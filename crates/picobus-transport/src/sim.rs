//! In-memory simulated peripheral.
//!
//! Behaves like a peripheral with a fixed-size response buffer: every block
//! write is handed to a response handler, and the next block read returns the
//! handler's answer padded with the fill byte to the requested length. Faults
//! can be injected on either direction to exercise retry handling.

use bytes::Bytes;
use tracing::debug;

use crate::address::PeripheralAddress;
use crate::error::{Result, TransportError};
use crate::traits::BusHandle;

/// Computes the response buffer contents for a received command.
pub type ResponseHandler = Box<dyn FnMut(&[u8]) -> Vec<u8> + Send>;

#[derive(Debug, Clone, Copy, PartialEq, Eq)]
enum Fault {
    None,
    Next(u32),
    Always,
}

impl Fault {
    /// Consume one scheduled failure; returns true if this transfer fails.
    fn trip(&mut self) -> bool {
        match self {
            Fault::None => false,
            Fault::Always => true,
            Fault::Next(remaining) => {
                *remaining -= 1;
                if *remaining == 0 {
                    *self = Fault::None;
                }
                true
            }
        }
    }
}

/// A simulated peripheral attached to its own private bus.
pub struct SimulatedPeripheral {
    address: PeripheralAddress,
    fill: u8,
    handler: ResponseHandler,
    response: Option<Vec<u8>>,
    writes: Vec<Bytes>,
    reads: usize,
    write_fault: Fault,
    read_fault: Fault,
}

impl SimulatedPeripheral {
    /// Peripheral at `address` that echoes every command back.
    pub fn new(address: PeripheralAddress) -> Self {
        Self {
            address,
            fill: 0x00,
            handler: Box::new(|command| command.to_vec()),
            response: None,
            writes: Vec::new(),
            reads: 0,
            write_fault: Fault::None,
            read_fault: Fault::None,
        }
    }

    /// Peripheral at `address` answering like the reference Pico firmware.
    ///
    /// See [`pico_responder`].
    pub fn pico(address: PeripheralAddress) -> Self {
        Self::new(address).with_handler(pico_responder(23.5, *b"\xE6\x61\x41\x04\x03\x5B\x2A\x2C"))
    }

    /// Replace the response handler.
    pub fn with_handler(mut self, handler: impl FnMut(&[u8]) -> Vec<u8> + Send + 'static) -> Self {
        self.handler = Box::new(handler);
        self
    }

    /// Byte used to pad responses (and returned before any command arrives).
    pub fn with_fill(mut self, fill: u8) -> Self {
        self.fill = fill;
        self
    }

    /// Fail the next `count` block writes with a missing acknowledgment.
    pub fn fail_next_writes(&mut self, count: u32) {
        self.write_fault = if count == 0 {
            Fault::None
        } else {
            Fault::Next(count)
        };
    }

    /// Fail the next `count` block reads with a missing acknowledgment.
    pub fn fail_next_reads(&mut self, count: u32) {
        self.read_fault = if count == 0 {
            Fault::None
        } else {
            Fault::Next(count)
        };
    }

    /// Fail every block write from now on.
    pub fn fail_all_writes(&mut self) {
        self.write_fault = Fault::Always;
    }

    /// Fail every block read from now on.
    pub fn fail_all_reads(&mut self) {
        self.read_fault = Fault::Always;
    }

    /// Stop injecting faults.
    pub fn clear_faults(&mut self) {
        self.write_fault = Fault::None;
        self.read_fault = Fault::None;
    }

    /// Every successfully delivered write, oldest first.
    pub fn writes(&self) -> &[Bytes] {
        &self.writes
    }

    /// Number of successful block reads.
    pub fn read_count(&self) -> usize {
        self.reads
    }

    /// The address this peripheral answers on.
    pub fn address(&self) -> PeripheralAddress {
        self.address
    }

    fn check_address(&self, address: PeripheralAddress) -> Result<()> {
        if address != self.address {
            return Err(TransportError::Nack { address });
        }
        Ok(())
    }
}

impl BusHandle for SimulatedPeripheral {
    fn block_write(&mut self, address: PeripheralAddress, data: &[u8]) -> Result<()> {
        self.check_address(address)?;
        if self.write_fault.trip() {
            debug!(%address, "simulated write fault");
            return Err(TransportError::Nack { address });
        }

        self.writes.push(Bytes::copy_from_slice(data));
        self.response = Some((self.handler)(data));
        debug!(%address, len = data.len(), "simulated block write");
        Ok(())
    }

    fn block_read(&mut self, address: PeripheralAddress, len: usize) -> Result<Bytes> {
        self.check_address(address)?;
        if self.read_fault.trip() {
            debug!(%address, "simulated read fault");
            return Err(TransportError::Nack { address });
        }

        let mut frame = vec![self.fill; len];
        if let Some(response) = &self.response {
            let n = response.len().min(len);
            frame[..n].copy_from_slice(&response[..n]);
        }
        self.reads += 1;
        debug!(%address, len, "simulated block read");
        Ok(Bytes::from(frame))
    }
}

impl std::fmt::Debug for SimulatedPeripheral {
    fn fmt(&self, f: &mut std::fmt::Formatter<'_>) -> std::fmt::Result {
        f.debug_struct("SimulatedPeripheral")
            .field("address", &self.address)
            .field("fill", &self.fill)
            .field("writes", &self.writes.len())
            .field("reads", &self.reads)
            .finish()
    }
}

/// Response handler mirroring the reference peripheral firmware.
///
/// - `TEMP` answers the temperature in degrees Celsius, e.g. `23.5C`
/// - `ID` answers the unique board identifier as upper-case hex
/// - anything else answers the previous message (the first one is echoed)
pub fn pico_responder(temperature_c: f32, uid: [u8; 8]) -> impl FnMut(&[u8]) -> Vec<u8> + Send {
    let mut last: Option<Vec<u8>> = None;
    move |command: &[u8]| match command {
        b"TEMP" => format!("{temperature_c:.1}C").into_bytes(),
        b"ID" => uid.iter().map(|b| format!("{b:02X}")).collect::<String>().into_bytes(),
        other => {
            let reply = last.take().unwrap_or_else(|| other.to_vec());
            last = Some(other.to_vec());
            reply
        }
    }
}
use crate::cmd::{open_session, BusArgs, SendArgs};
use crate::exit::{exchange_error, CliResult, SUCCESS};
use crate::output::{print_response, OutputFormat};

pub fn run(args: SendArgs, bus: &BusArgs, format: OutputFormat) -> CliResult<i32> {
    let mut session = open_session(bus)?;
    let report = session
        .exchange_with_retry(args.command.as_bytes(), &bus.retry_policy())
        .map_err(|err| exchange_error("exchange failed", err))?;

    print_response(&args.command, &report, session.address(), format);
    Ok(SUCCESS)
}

--- --- ---

▶ AIM OF THE EXERCISE
Note every line in the material with "usize" and copy it.

▶ THE ANSWER
    reads: usize,
    pub fn read_count(&self) -> usize {
    fn block_read(&mut self, address: PeripheralAddress, len: usize) -> Result<Bytes> {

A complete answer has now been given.